Mi destino personal, que he descrito en mi libro Si esto es un hombre, estuvo muy lejos de ser el destino típico del prisionero de Auschwitz: el prisionero típico moría de agotamiento, o de enfermedades debidas a la inanición y a la avitaminosis en el curso de unas cuantas semanas o meses. Baste pensar que la ración alimentaria oficial era de unas 1.600 calorías al día, es decir, apenas lo suficiente para un hombre en absoluto reposo, mientras que los prisioneros se veían obligados a trabajar duramente en un clima frío y con ropas insuficientes y poco adecuadas.
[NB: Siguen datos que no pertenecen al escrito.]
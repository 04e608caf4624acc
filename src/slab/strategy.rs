//! Allocator strategies
//!
//! Callers program against [`ChunkAllocator`]; configuration decides whether
//! the slab engine or the system pass-through sits behind it.

use super::chunk::ChunkHandle;
use super::stats::SlabStats;
use crate::config::Strategy;
use crate::error::Result;

/// Size-based chunk allocator
pub trait ChunkAllocator: Send {
    /// Which strategy this is
    fn strategy(&self) -> Strategy;

    /// Reset all state and set a new memory ceiling (zero = unbounded)
    ///
    /// Handles issued before the reset must not be used afterwards.
    fn init(&mut self, memory_ceiling: usize);

    /// Allocate a chunk able to hold `size` bytes
    fn allocate(&mut self, size: usize) -> Result<ChunkHandle>;

    /// Return a chunk
    ///
    /// # Safety
    /// `chunk` must come from `allocate` on this allocator, after its last
    /// `init`, and `size` must be the size passed to that call.
    unsafe fn free(&mut self, chunk: ChunkHandle, size: usize);

    /// Bytes currently committed against the ceiling
    fn memory_committed(&self) -> usize;

    fn memory_ceiling(&self) -> usize;

    /// Consistent usage snapshot
    fn stats(&self) -> SlabStats;

    /// `STAT` text report
    fn report(&self) -> String {
        self.stats().render()
    }
}
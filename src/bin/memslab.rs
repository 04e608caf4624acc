//! memslab command-line tool
//!
//! Inspect the size-class table and drive an allocator with a synthetic
//! cache workload:
//!
//! ```bash
//! # Which class serves a 100 byte item?
//! memslab resolve 100
//!
//! # Churn 100k items under a 64 MiB ceiling and print the STAT report
//! memslab --memory-limit 67108864 simulate --items 100000 --free-ratio 0.3
//! ```

use clap::{Parser, Subcommand, ValueEnum};
use memslab::metrics::{export_metrics, init_metrics};
use memslab::slab::{resolve, ChunkHandle, SizeClass, NO_CLASS, POWER_LARGEST, POWER_SMALLEST};
use memslab::{AllocatorConfig, SharedAllocator, Strategy};
use std::path::PathBuf;
use tracing::{info, warn};
use tracing_appender::rolling::{RollingFileAppender, Rotation};
use tracing_subscriber::{fmt, prelude::*, EnvFilter};

/// memslab - power-of-two slab allocator
#[derive(Parser, Debug)]
#[command(name = "memslab")]
#[command(version = memslab::VERSION)]
#[command(about = "Power-of-two slab allocator for cache entries", long_about = None)]
struct Cli {
    /// Subcommand to execute
    #[command(subcommand)]
    command: Commands,

    /// Configuration file (TOML)
    #[arg(long, global = true, env = "MEMSLAB_CONFIG")]
    config: Option<PathBuf>,

    /// Memory ceiling in bytes, 0 for unbounded (overrides the config file)
    #[arg(long, global = true)]
    memory_limit: Option<usize>,

    /// Allocator strategy (overrides the config file)
    #[arg(long, global = true)]
    strategy: Option<Strategy>,

    /// Log directory path
    #[arg(long, global = true, default_value = "logs", env = "MEMSLAB_LOG_DIR")]
    log_dir: PathBuf,

    /// Log level (trace, debug, info, warn, error)
    #[arg(long, global = true, default_value = "warn", env = "RUST_LOG")]
    log_level: String,

    /// Disable colored output
    #[arg(long, global = true)]
    no_color: bool,
}

#[derive(Subcommand, Debug)]
enum Commands {
    /// Print the size-class table
    Classes,

    /// Show the size class serving each size
    Resolve {
        /// Request sizes in bytes
        #[arg(required = true)]
        sizes: Vec<usize>,
    },

    /// Run a synthetic allocate/free workload and print the report
    Simulate {
        /// Number of allocations
        #[arg(long, default_value = "10000")]
        items: usize,

        /// Smallest item size
        #[arg(long, default_value = "16")]
        min_size: usize,

        /// Largest item size
        #[arg(long, default_value = "4096")]
        max_size: usize,

        /// Fraction of live items freed after each allocation round
        #[arg(long, default_value = "0.25")]
        free_ratio: f64,

        /// Workload seed
        #[arg(long, default_value = "42")]
        seed: u64,

        /// Report format
        #[arg(long, value_enum, default_value = "text")]
        format: ReportFormat,

        /// Also print Prometheus metrics
        #[arg(long)]
        metrics: bool,
    },

    /// Show version
    Version,
}

#[derive(Clone, Copy, Debug, ValueEnum)]
enum ReportFormat {
    Text,
    Json,
}

fn main() -> anyhow::Result<()> {
    let cli = Cli::parse();

    // Setup logging
    let _guard = setup_logging(&cli)?;

    match cli.command {
        Commands::Classes => classes_command(),
        Commands::Resolve { ref sizes } => resolve_command(sizes),
        Commands::Simulate {
            items,
            min_size,
            max_size,
            free_ratio,
            seed,
            format,
            metrics,
        } => {
            let config = load_config(&cli)?;
            let workload = Workload {
                items,
                min_size,
                max_size,
                free_ratio,
                seed,
            };
            simulate_command(&config, &workload, format, metrics)
        }
        Commands::Version => {
            println!("memslab {}", memslab::VERSION);
            Ok(())
        }
    }
}

/// Setup logging with rolling files and console output
fn setup_logging(cli: &Cli) -> anyhow::Result<tracing_appender::non_blocking::WorkerGuard> {
    std::fs::create_dir_all(&cli.log_dir)?;

    let file_appender = RollingFileAppender::new(Rotation::DAILY, &cli.log_dir, "memslab.log");
    let (file_writer, guard) = tracing_appender::non_blocking(file_appender);

    let log_level = cli
        .log_level
        .parse::<tracing::Level>()
        .unwrap_or(tracing::Level::WARN);

    tracing_subscriber::registry()
        .with(
            fmt::layer()
                .with_writer(std::io::stderr)
                .with_ansi(!cli.no_color),
        )
        .with(fmt::layer().with_writer(file_writer).with_ansi(false))
        .with(EnvFilter::from_default_env().add_directive(log_level.into()))
        .init();

    Ok(guard)
}

/// Config file and environment, then command-line overrides
fn load_config(cli: &Cli) -> anyhow::Result<AllocatorConfig> {
    let mut config = AllocatorConfig::load(cli.config.as_deref())?;
    if let Some(limit) = cli.memory_limit {
        config.memory_limit = limit;
    }
    if let Some(strategy) = cli.strategy {
        config.strategy = strategy;
    }
    info!(
        memory_limit = config.memory_limit,
        strategy = %config.strategy,
        "Loaded configuration"
    );
    Ok(config)
}

fn classes_command() -> anyhow::Result<()> {
    println!("{:>5} {:>10} {:>12}", "class", "chunk_size", "per_slab");
    for id in POWER_SMALLEST..=POWER_LARGEST {
        let sc = SizeClass::new(id);
        println!("{:>5} {:>10} {:>12}", id, sc.chunk_size, sc.chunks_per_slab);
    }
    Ok(())
}

fn resolve_command(sizes: &[usize]) -> anyhow::Result<()> {
    for &size in sizes {
        match resolve(size) {
            NO_CLASS => println!("{} -> unsupported", size),
            id => println!("{} -> class {} ({} byte chunks)", size, id, 1usize << id),
        }
    }
    Ok(())
}

/// Synthetic cache churn
#[derive(Debug, Clone)]
struct Workload {
    items: usize,
    min_size: usize,
    max_size: usize,
    free_ratio: f64,
    seed: u64,
}

/// Deterministic xorshift64 generator for reproducible workloads
struct XorShift(u64);

impl XorShift {
    fn new(seed: u64) -> Self {
        Self(seed.max(1))
    }

    fn next(&mut self) -> u64 {
        let mut x = self.0;
        x ^= x << 13;
        x ^= x >> 7;
        x ^= x << 17;
        self.0 = x;
        x
    }

    /// Uniform-ish value in `lo..=hi`; requires `lo <= hi`
    fn range(&mut self, lo: usize, hi: usize) -> usize {
        let x = self.next();
        match ((hi - lo) as u64).checked_add(1) {
            Some(span) => lo + (x % span) as usize,
            // Span covers every u64, so lo is 0 and any value fits
            None => lo.wrapping_add(x as usize),
        }
    }
}

fn simulate_command(
    config: &AllocatorConfig,
    workload: &Workload,
    format: ReportFormat,
    with_metrics: bool,
) -> anyhow::Result<()> {
    anyhow::ensure!(
        workload.min_size <= workload.max_size,
        "--min-size must not exceed --max-size"
    );
    anyhow::ensure!(
        (0.0..=1.0).contains(&workload.free_ratio),
        "--free-ratio must be between 0 and 1"
    );

    init_metrics();
    let allocator = SharedAllocator::from_config(config);
    let mut rng = XorShift::new(workload.seed);
    let mut live: Vec<(ChunkHandle, usize)> = Vec::new();
    let mut refused = 0usize;

    for _ in 0..workload.items {
        let size = rng.range(workload.min_size, workload.max_size);
        match allocator.allocate(size) {
            Ok(chunk) => live.push((chunk, size)),
            Err(e) => {
                refused += 1;
                warn!(size, error = %e, "Allocation refused");
            }
        }

        if !live.is_empty() && (rng.next() % 1000) < (workload.free_ratio * 1000.0) as u64 {
            let victim = rng.range(0, live.len() - 1);
            let (chunk, size) = live.swap_remove(victim);
            // SAFETY: chunk was allocated above with this size.
            unsafe { allocator.free(chunk, size) };
        }
    }

    info!(
        live = live.len(),
        refused,
        committed = allocator.memory_committed(),
        "Workload finished"
    );

    match format {
        ReportFormat::Text => print!("{}", allocator.report()),
        ReportFormat::Json => {
            let stats = allocator.stats();
            println!("{}", serde_json::to_string_pretty(&stats)?);
        }
    }
    if refused > 0 {
        eprintln!("{} allocations refused", refused);
    }
    if with_metrics {
        print!("{}", export_metrics());
    }
    Ok(())
}
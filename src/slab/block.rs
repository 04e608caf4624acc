//! Raw memory blocks backing the slabs
//!
//! A [`BlockSource`] is the "underlying system" the allocator claims memory
//! from. [`SystemBlocks`] asks the global Rust allocator for zeroed, page
//! aligned blocks; tests swap in sources that run dry.

use std::alloc::{self, Layout};
use std::ptr::NonNull;

/// Alignment of every block; chunks inherit `min(chunk_size, BLOCK_ALIGN)`
pub const BLOCK_ALIGN: usize = 4096;

/// One contiguous block of memory owned by the allocator
#[derive(Debug)]
pub struct Block {
    ptr: NonNull<u8>,
    layout: Layout,
}

// SAFETY: a block is uniquely owned heap memory; moving it between threads
// moves that ownership with it.
unsafe impl Send for Block {}

impl Block {
    /// Wrap memory obtained with `layout`
    ///
    /// # Safety
    /// `ptr` must point to a live allocation of `layout` that the caller
    /// hands over, and the owning [`BlockSource`] must know how to release it.
    pub unsafe fn from_raw_parts(ptr: NonNull<u8>, layout: Layout) -> Self {
        Self { ptr, layout }
    }

    /// Base address of the block
    pub fn base(&self) -> NonNull<u8> {
        self.ptr
    }

    /// Size of the block in bytes
    pub fn len(&self) -> usize {
        self.layout.size()
    }

    pub fn is_empty(&self) -> bool {
        self.layout.size() == 0
    }

    pub fn layout(&self) -> Layout {
        self.layout
    }
}

/// Where slabs come from
pub trait BlockSource: Send {
    /// Acquire one zero-initialized block of `len` bytes
    ///
    /// Returns `None` when the underlying system refuses.
    fn acquire(&mut self, len: usize) -> Option<Block>;

    /// Give a block back. Only called when the allocator is reset or dropped.
    fn release(&mut self, block: Block);
}

/// Blocks from the global allocator
#[derive(Debug, Default, Clone, Copy)]
pub struct SystemBlocks;

impl BlockSource for SystemBlocks {
    fn acquire(&mut self, len: usize) -> Option<Block> {
        let layout = Layout::from_size_align(len, BLOCK_ALIGN).ok()?;
        if layout.size() == 0 {
            return None;
        }

        // SAFETY: layout has a non-zero size.
        let ptr = unsafe { alloc::alloc_zeroed(layout) };
        NonNull::new(ptr).map(|ptr| Block { ptr, layout })
    }

    fn release(&mut self, block: Block) {
        // SAFETY: every Block this source hands out was allocated above
        // with exactly this layout.
        unsafe { alloc::dealloc(block.ptr.as_ptr(), block.layout) }
    }
}
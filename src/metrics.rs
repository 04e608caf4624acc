//! Prometheus metrics for the allocators
//!
//! Collectors are process-wide, like the allocator state they describe.
//! They count even before [`init_metrics`] registers them; registration only
//! makes them visible to [`export_metrics`].

use prometheus::{
    core::{AtomicU64, GenericCounter, GenericGauge},
    Encoder, IntCounterVec, Opts, Registry, TextEncoder,
};
use tracing::{error, info};

lazy_static::lazy_static! {
    /// Global metrics registry
    pub static ref METRICS_REGISTRY: Registry = Registry::new();

    pub static ref ALLOCATIONS_TOTAL: IntCounterVec = IntCounterVec::new(
        Opts::new("memslab_allocations_total", "Chunks handed out, by source"),
        &["path"]
    ).unwrap();

    pub static ref FREES_TOTAL: GenericCounter<AtomicU64> = GenericCounter::new(
        "memslab_frees_total",
        "Chunks freed"
    ).unwrap();

    pub static ref FAILURES_TOTAL: IntCounterVec = IntCounterVec::new(
        Opts::new("memslab_failures_total", "Refused operations, by reason"),
        &["reason"]
    ).unwrap();

    pub static ref SLABS_ACQUIRED_TOTAL: GenericCounter<AtomicU64> = GenericCounter::new(
        "memslab_slabs_acquired_total",
        "Slabs acquired from the underlying system"
    ).unwrap();

    pub static ref MEMORY_COMMITTED: GenericGauge<AtomicU64> = GenericGauge::new(
        "memslab_memory_committed_bytes",
        "Bytes committed by the most recently updated allocator"
    ).unwrap();
}

/// Register all collectors with [`METRICS_REGISTRY`]
pub fn init_metrics() {
    info!("Initializing Prometheus metrics");

    // Re-registration errors are expected when called twice
    METRICS_REGISTRY.register(Box::new(ALLOCATIONS_TOTAL.clone())).ok();
    METRICS_REGISTRY.register(Box::new(FREES_TOTAL.clone())).ok();
    METRICS_REGISTRY.register(Box::new(FAILURES_TOTAL.clone())).ok();
    METRICS_REGISTRY.register(Box::new(SLABS_ACQUIRED_TOTAL.clone())).ok();
    METRICS_REGISTRY.register(Box::new(MEMORY_COMMITTED.clone())).ok();
}

pub(crate) fn record_allocation(path: &str) {
    ALLOCATIONS_TOTAL.with_label_values(&[path]).inc();
}

pub(crate) fn record_free() {
    FREES_TOTAL.inc();
}

pub(crate) fn record_failure(reason: &str) {
    FAILURES_TOTAL.with_label_values(&[reason]).inc();
}

pub(crate) fn record_slab(committed: usize) {
    SLABS_ACQUIRED_TOTAL.inc();
    MEMORY_COMMITTED.set(committed as u64);
}

pub(crate) fn record_committed(committed: usize) {
    MEMORY_COMMITTED.set(committed as u64);
}

/// Render registered metrics in the Prometheus text format
pub fn export_metrics() -> String {
    let encoder = TextEncoder::new();
    let metric_families = METRICS_REGISTRY.gather();

    let mut buffer = Vec::new();
    if let Err(e) = encoder.encode(&metric_families, &mut buffer) {
        error!(error = %e, "Failed to encode metrics");
        return String::new();
    }

    String::from_utf8(buffer).unwrap_or_default()
}

#[cfg(test)]
mod tests {
    use super::*;

    #[test]
    fn test_export_after_init() {
        init_metrics();
        init_metrics();

        record_allocation("bump");
        record_failure("out_of_budget");
        record_slab(1 << 20);

        let text = export_metrics();
        assert!(text.contains("memslab_allocations_total"));
        assert!(text.contains("memslab_failures_total"));
        assert!(text.contains("memslab_slabs_acquired_total"));
        assert!(text.contains("# HELP memslab_frees_total Chunks freed\n"));
    }
}
//! Pass-through allocator
//!
//! Sends every request straight to the global allocator. Sizes are still
//! checked against the size classes so both strategies accept the same
//! requests, and the request size is charged against the memory ceiling.

use super::chunk::ChunkHandle;
use super::size_class::{resolve, NO_CLASS};
use super::stats::SlabStats;
use super::strategy::ChunkAllocator;
use crate::config::Strategy;
use crate::error::{Error, Result};
use crate::metrics;
use std::alloc::{self, Layout};
use std::ptr::NonNull;
use tracing::{info, warn};

/// Alignment of pass-through chunks
const CHUNK_ALIGN: usize = 8;

/// Allocator that bypasses size classing
#[derive(Debug, Default)]
pub struct SystemAllocator {
    memory_ceiling: usize,
    memory_committed: usize,
}

impl SystemAllocator {
    pub fn new(memory_ceiling: usize) -> Self {
        Self {
            memory_ceiling,
            memory_committed: 0,
        }
    }

    fn layout(size: usize) -> Result<Layout> {
        Layout::from_size_align(size, CHUNK_ALIGN)
            .map_err(|e| Error::AllocationFailed(format!("bad layout for {} bytes: {}", size, e)))
    }
}

impl ChunkAllocator for SystemAllocator {
    fn strategy(&self) -> Strategy {
        Strategy::System
    }

    fn init(&mut self, memory_ceiling: usize) {
        self.memory_ceiling = memory_ceiling;
        self.memory_committed = 0;
        metrics::record_committed(0);
        info!(memory_ceiling, "Initialized system allocator");
    }

    fn allocate(&mut self, size: usize) -> Result<ChunkHandle> {
        if resolve(size) == NO_CLASS {
            metrics::record_failure("unsupported_size");
            return Err(Error::UnsupportedSize(size));
        }

        let committed = self.memory_committed + size;
        if self.memory_ceiling != 0 && committed > self.memory_ceiling {
            warn!(
                size,
                committed = self.memory_committed,
                ceiling = self.memory_ceiling,
                "Memory ceiling reached"
            );
            metrics::record_failure("out_of_budget");
            return Err(Error::OutOfBudget {
                requested: size,
                committed: self.memory_committed,
                ceiling: self.memory_ceiling,
            });
        }

        let layout = Self::layout(size)?;
        // SAFETY: resolve() rejected zero, so the layout is non-empty.
        let ptr = unsafe { alloc::alloc(layout) };
        let ptr = NonNull::new(ptr).ok_or_else(|| {
            metrics::record_failure("allocation_failed");
            Error::AllocationFailed(format!("system allocator refused {} bytes", size))
        })?;

        self.memory_committed = committed;
        metrics::record_allocation("system");
        metrics::record_committed(committed);
        Ok(ChunkHandle::new(ptr))
    }

    unsafe fn free(&mut self, chunk: ChunkHandle, size: usize) {
        if resolve(size) == NO_CLASS {
            return;
        }
        let Ok(layout) = Self::layout(size) else {
            return;
        };

        self.memory_committed = self.memory_committed.saturating_sub(size);
        // SAFETY: the caller guarantees chunk came from allocate(size).
        alloc::dealloc(chunk.into_raw().as_ptr(), layout);
        metrics::record_free();
        metrics::record_committed(self.memory_committed);
    }

    fn memory_committed(&self) -> usize {
        self.memory_committed
    }

    fn memory_ceiling(&self) -> usize {
        self.memory_ceiling
    }

    fn stats(&self) -> SlabStats {
        SlabStats {
            classes: Vec::new(),
            active_slabs: 0,
            total_malloced: self.memory_committed,
        }
    }
}

#[cfg(test)]
mod tests {
    use super::*;

    #[test]
    fn test_system_accounting() -> Result<()> {
        let mut allocator = SystemAllocator::new(0);

        let a = allocator.allocate(100)?;
        let b = allocator.allocate(30)?;
        assert_eq!(allocator.memory_committed(), 130);

        unsafe { allocator.free(a, 100) };
        assert_eq!(allocator.memory_committed(), 30);
        unsafe { allocator.free(b, 30) };
        assert_eq!(allocator.memory_committed(), 0);
        Ok(())
    }

    #[test]
    fn test_system_ceiling() -> Result<()> {
        let mut allocator = SystemAllocator::new(256);

        let chunk = allocator.allocate(200)?;
        assert!(matches!(
            allocator.allocate(100),
            Err(Error::OutOfBudget { requested: 100, committed: 200, ceiling: 256 })
        ));

        unsafe { allocator.free(chunk, 200) };
        let again = allocator.allocate(100)?;
        unsafe { allocator.free(again, 100) };
        Ok(())
    }

    #[test]
    fn test_system_rejects_unclassified_sizes() {
        let mut allocator = SystemAllocator::new(0);

        assert_eq!(allocator.allocate(0), Err(Error::UnsupportedSize(0)));
        assert_eq!(
            allocator.allocate(2_000_000),
            Err(Error::UnsupportedSize(2_000_000))
        );
    }

    #[test]
    fn test_system_report() -> Result<()> {
        let mut allocator = SystemAllocator::new(0);
        let chunk = allocator.allocate(64)?;

        assert_eq!(
            allocator.report(),
            "STAT active_slabs 0\r\nSTAT total_malloced 64\r\n"
        );
        assert_eq!(allocator.strategy(), Strategy::System);

        unsafe { allocator.free(chunk, 64) };
        allocator.init(1024);
        assert_eq!(allocator.memory_ceiling(), 1024);
        Ok(())
    }
}
use std::path::PathBuf;

use serde_json::Value;

use crate::context::RunContext;
use crate::subject::Subject;

/// Variable carrying the API base URL, both in iteration data and injected vars.
pub const BASE_URL_VAR: &str = "base_url";
/// Variable carrying the JSON-encoded credential.
pub const AUTH_TOKEN_VAR: &str = "Auth-Token";

/// Where a run's iteration data comes from.
#[derive(Debug, Clone, PartialEq)]
pub enum IterationData {
    /// Payload written to the descriptor's path before the run and removed after.
    Generated(Value),
    /// Existing file owned by the caller; never written or removed.
    Shared(PathBuf),
}

/// Single-iteration payload: subject attributes overlaid with the shared
/// context fields.
pub fn iteration_payload(subject: &Subject, ctx: &RunContext) -> Value {
    let mut entry = subject.attributes.clone();
    entry.insert(
        BASE_URL_VAR.to_string(),
        Value::String(ctx.base_url().to_string()),
    );
    entry.insert(AUTH_TOKEN_VAR.to_string(), Value::String(ctx.auth().to_json()));
    Value::Array(vec![Value::Object(entry)])
}

#[cfg(test)]
mod tests {
    use serde_json::json;

    use super::*;
    use crate::context::AuthCredential;

    #[test]
    fn payload_is_one_element_with_context_overriding_attributes() {
        let ctx = RunContext::new(
            "https://api.example.test",
            AuthCredential::new("qa@example.test", "tok"),
            "collection.json",
            "results",
        );
        let attrs = json!({"companyName": "Acme", "base_url": "stale"});
        let subject = Subject::with_attributes("Acme", attrs.as_object().unwrap().clone());

        let payload = iteration_payload(&subject, &ctx);
        let items = payload.as_array().unwrap();
        assert_eq!(items.len(), 1);
        assert_eq!(items[0]["companyName"], "Acme");
        assert_eq!(items[0]["base_url"], "https://api.example.test");

        let token: Value = serde_json::from_str(items[0]["Auth-Token"].as_str().unwrap()).unwrap();
        assert_eq!(token, json!({"email": "qa@example.test", "webToken": "tok"}));
    }
}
Lo repito: cada uno de nosotros, los supervivientes, fuimos los favorecidos por la fortuna. Mi suerte fue múltiple: durante un año de cautiverio nunca caí enfermo, y me puse enfermo en cambio en el momento adecuado, cuando el campo fue abandonado por los alemanes, que por razones desconocidas omitieron o se olvidaron de exterminar a los enfermos que no podían seguirlos en su huida del avance del Ejército Rojo. Conocí a un albañil italiano «libre» que durante muchos meses me proporcionó a escondidas sopa y pan. Finalmente, en los últimos meses de 1944, que fueron los más fríos, conseguí hacer valer mi condición de químico y ser destinado a un trabajo menos agotador e incómodo en un laboratorio de análisis.
De los noventa y seis hombres que entraron conmigo en el campo, sobrevivieron quince; de las veintinueve mujeres sobrevivieron ocho; veintitrés supervivientes, por lo tanto, de los seiscientos cincuenta deportados de nuestro tren, es decir, un tres y medio por ciento. Pero fue un tren afortunado. Porque salió de Italia poco menos de un año antes de la liberación: casi nadie sobrevivía a dos o tres años de cautiverio. El total de los totales, que solo conocí a mi regreso a Italia, pero que coincide y casa perfectamente con todo lo que he vivido y visto personalmente, ronda aproximadamente los seis millones de víctimas: cifra proporcionada por los propios dirigentes nazis que no consiguieron escapar de la justicia. De estos, alrededor de tres millones y medio de personas murieron en Auschwitz.
Esta es la experiencia de la que pude salir, y que me marcó profundamente; es su símbolo el tatuaje que todavía llevo en el brazo: mi nombre de cuando yo no tenía nombre, el número 174517. Me marcó, pero no me arrebató las ganas de vivir: al contrario, me las acrecentó, porque ha conferido un propósito a mi vida, el de aportar testimonio, de modo que nada parecido vuelva a suceder nunca más. Ese es el objetivo al que tienden mis libros.